# [About this task]
What is needed is the whole of the data, set down exactly.

# [Supplied records]
═══

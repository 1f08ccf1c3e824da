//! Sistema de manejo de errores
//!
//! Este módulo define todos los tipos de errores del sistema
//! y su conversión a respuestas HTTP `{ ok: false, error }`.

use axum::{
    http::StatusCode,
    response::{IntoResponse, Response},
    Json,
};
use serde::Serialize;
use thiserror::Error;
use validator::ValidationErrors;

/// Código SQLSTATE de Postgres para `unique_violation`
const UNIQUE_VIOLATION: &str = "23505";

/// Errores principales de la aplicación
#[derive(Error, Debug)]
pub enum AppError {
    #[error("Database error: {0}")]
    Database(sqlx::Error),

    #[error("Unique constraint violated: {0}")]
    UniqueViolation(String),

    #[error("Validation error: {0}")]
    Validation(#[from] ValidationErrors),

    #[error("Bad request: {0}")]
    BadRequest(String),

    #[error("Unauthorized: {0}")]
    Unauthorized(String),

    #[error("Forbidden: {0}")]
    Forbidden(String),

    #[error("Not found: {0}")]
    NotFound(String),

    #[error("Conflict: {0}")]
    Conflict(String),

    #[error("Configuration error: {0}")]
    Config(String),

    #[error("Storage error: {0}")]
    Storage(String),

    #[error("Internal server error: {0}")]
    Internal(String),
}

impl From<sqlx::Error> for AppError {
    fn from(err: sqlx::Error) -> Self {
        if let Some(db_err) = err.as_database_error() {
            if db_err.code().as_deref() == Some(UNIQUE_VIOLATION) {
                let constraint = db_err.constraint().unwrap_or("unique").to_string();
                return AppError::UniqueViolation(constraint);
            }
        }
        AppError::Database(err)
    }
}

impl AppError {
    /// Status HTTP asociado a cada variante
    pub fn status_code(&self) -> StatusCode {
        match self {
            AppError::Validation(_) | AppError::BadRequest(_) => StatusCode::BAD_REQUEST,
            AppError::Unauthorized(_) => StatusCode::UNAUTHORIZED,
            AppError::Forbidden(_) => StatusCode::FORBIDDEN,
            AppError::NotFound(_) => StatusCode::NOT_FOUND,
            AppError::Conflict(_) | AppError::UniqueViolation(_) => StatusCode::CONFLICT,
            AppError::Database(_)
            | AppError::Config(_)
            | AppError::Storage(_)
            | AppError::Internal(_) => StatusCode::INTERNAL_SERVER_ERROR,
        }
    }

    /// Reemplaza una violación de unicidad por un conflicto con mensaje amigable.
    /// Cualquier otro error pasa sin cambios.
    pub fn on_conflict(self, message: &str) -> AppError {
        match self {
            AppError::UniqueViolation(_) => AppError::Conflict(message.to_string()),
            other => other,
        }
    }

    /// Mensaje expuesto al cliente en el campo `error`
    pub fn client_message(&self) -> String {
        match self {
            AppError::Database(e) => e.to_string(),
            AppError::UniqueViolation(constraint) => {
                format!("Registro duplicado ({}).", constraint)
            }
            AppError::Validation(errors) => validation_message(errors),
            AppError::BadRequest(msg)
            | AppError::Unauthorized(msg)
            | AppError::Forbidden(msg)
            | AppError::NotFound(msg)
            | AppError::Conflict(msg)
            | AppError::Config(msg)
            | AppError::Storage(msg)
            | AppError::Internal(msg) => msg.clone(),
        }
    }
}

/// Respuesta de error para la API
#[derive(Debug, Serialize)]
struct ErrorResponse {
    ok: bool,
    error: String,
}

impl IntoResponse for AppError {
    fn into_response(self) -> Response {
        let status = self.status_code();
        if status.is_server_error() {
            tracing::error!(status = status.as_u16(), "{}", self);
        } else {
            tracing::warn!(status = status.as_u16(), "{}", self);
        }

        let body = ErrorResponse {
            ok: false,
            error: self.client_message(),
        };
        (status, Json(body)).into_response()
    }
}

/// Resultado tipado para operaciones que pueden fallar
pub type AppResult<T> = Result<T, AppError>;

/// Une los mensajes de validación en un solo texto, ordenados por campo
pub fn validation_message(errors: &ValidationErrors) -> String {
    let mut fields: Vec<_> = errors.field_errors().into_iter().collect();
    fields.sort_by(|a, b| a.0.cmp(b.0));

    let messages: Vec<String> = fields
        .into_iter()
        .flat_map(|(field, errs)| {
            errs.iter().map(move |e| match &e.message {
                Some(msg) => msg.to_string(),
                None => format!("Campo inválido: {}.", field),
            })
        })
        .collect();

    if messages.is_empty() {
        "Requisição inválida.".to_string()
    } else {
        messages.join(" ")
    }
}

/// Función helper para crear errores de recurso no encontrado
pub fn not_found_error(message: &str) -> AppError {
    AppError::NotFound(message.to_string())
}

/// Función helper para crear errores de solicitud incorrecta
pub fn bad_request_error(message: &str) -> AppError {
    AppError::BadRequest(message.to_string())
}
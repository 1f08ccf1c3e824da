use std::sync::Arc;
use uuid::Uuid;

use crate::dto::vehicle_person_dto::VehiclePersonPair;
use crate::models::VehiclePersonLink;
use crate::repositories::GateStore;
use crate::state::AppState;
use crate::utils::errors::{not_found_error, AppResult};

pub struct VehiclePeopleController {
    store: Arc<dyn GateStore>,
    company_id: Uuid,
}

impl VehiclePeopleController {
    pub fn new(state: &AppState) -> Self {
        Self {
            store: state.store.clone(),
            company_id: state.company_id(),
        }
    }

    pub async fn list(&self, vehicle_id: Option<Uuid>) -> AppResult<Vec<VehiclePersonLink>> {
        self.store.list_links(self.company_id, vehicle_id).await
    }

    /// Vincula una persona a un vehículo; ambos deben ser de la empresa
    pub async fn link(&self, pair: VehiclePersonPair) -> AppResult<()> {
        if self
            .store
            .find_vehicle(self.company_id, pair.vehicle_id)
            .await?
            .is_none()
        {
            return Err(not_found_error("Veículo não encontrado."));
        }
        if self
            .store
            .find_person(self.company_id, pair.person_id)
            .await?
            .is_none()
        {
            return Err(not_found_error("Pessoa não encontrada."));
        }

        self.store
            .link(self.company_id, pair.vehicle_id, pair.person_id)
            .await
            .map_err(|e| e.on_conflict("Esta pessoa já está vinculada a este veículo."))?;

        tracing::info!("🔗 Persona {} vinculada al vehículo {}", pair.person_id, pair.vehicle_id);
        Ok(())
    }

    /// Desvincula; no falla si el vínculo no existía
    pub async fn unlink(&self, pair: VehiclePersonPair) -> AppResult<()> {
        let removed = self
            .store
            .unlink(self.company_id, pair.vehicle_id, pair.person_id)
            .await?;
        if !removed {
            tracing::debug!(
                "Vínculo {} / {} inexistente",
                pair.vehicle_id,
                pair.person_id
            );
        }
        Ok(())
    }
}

═══

# [Written solution]
repository 1f08ccf1c3e824da
//! Sistema de manejo de errores
//!
//! Este módulo define todos los tipos de errores del sistema
//! y su conversión a respuestas HTTP `{ ok: false, error }`.

use axum::{
    http::StatusCode,
    response::{IntoResponse, Response},
    Json,
};
use serde::Serialize;
use thiserror::Error;
use validator::ValidationErrors;

/// Código SQLSTATE de Postgres para `unique_violation`
const UNIQUE_VIOLATION: &str = "23505";

/// Errores principales de la aplicación
#[derive(Error, Debug)]
pub enum AppError {
    #[error("Database error: {0}")]
    Database(sqlx::Error),

    #[error("Unique constraint violated: {0}")]
    UniqueViolation(String),

    #[error("Validation error: {0}")]
    Validation(#[from] ValidationErrors),

    #[error("Bad request: {0}")]
    BadRequest(String),

    #[error("Unauthorized: {0}")]
    Unauthorized(String),

    #[error("Forbidden: {0}")]
    Forbidden(String),

    #[error("Not found: {0}")]
    NotFound(String),

    #[error("Conflict: {0}")]
    Conflict(String),

    #[error("Configuration error: {0}")]
    Config(String),

    #[error("Storage error: {0}")]
    Storage(String),

    #[error("Internal server error: {0}")]
    Internal(String),
}

impl From<sqlx::Error> for AppError {
    fn from(err: sqlx::Error) -> Self {
        if let Some(db_err) = err.as_database_error() {
            if db_err.code().as_deref() == Some(UNIQUE_VIOLATION) {
                let constraint = db_err.constraint().unwrap_or("unique").to_string();
                return AppError::UniqueViolation(constraint);
            }
        }
        AppError::Database(err)
    }
}

impl AppError {
    /// Status HTTP asociado a cada variante
    pub fn status_code(&self) -> StatusCode {
        match self {
            AppError::Validation(_) | AppError::BadRequest(_) => StatusCode::BAD_REQUEST,
            AppError::Unauthorized(_) => StatusCode::UNAUTHORIZED,
            AppError::Forbidden(_) => StatusCode::FORBIDDEN,
            AppError::NotFound(_) => StatusCode::NOT_FOUND,
            AppError::Conflict(_) | AppError::UniqueViolation(_) => StatusCode::CONFLICT,
            AppError::Database(_)
            | AppError::Config(_)
            | AppError::Storage(_)
            | AppError::Internal(_) => StatusCode::INTERNAL_SERVER_ERROR,
        }
    }

    /// Reemplaza una violación de unicidad por un conflicto con mensaje amigable.
    /// Cualquier otro error pasa sin cambios.
    pub fn on_conflict(self, message: &str) -> AppError {
        match self {
            AppError::UniqueViolation(_) => AppError::Conflict(message.to_string()),
            other => other,
        }
    }

    /// Mensaje expuesto al cliente en el campo `error`
    pub fn client_message(&self) -> String {
        match self {
            AppError::Database(e) => e.to_string(),
            AppError::UniqueViolation(constraint) => {
                format!("Registro duplicado ({}).", constraint)
            }
            AppError::Validation(errors) => validation_message(errors),
            AppError::BadRequest(msg)
            | AppError::Unauthorized(msg)
            | AppError::Forbidden(msg)
            | AppError::NotFound(msg)
            | AppError::Conflict(msg)
            | AppError::Config(msg)
            | AppError::Storage(msg)
            | AppError::Internal(msg) => msg.clone(),
        }
    }
}

/// Respuesta de error para la API
#[derive(Debug, Serialize)]
struct ErrorResponse {
    ok: bool,
    error: String,
}

impl IntoResponse for AppError {
    fn into_response(self) -> Response {
        let status = self.status_code();
        if status.is_server_error() {
            tracing::error!(status = status.as_u16(), "{}", self);
        } else {
            tracing::warn!(status = status.as_u16(), "{}", self);
        }

        let body = ErrorResponse {
            ok: false,
            error: self.client_message(),
        };
        (status, Json(body)).into_response()
    }
}

/// Resultado tipado para operaciones que pueden fallar
pub type AppResult<T> = Result<T, AppError>;

/// Une los mensajes de validación en un solo texto, ordenados por campo
pub fn validation_message(errors: &ValidationErrors) -> String {
    let mut fields: Vec<_> = errors.field_errors().into_iter().collect();
    fields.sort_by(|a, b| a.0.cmp(b.0));

    let messages: Vec<String> = fields
        .into_iter()
        .flat_map(|(field, errs)| {
            errs.iter().map(move |e| match &e.message {
                Some(msg) => msg.to_string(),
                None => format!("Campo inválido: {}.", field),
            })
        })
        .collect();

    if messages.is_empty() {
        "Requisição inválida.".to_string()
    } else {
        messages.join(" ")
    }
}

/// Función helper para crear errores de recurso no encontrado
pub fn not_found_error(message: &str) -> AppError {
    AppError::NotFound(message.to_string())
}

/// Función helper para crear errores de solicitud incorrecta
pub fn bad_request_error(message: &str) -> AppError {
    AppError::BadRequest(message.to_string())
}
repository 1f08ccf1c3e824da
use std::sync::Arc;
use uuid::Uuid;

use crate::dto::vehicle_person_dto::VehiclePersonPair;
use crate::models::VehiclePersonLink;
use crate::repositories::GateStore;
use crate::state::AppState;
use crate::utils::errors::{not_found_error, AppResult};

pub struct VehiclePeopleController {
    store: Arc<dyn GateStore>,
    company_id: Uuid,
}

impl VehiclePeopleController {
    pub fn new(state: &AppState) -> Self {
        Self {
            store: state.store.clone(),
            company_id: state.company_id(),
        }
    }

    pub async fn list(&self, vehicle_id: Option<Uuid>) -> AppResult<Vec<VehiclePersonLink>> {
        self.store.list_links(self.company_id, vehicle_id).await
    }

    /// Vincula una persona a un vehículo; ambos deben ser de la empresa
    pub async fn link(&self, pair: VehiclePersonPair) -> AppResult<()> {
        if self
            .store
            .find_vehicle(self.company_id, pair.vehicle_id)
            .await?
            .is_none()
        {
            return Err(not_found_error("Veículo não encontrado."));
        }
        if self
            .store
            .find_person(self.company_id, pair.person_id)
            .await?
            .is_none()
        {
            return Err(not_found_error("Pessoa não encontrada."));
        }

        self.store
            .link(self.company_id, pair.vehicle_id, pair.person_id)
            .await
            .map_err(|e| e.on_conflict("Esta pessoa já está vinculada a este veículo."))?;

        tracing::info!("🔗 Persona {} vinculada al vehículo {}", pair.person_id, pair.vehicle_id);
        Ok(())
    }

    /// Desvincula; no falla si el vínculo no existía
    pub async fn unlink(&self, pair: VehiclePersonPair) -> AppResult<()> {
        let removed = self
            .store
            .unlink(self.company_id, pair.vehicle_id, pair.person_id)
            .await?;
        if !removed {
            tracing::debug!(
                "Vínculo {} / {} inexistente",
                pair.vehicle_id,
                pair.person_id
            );
        }
        Ok(())
    }
}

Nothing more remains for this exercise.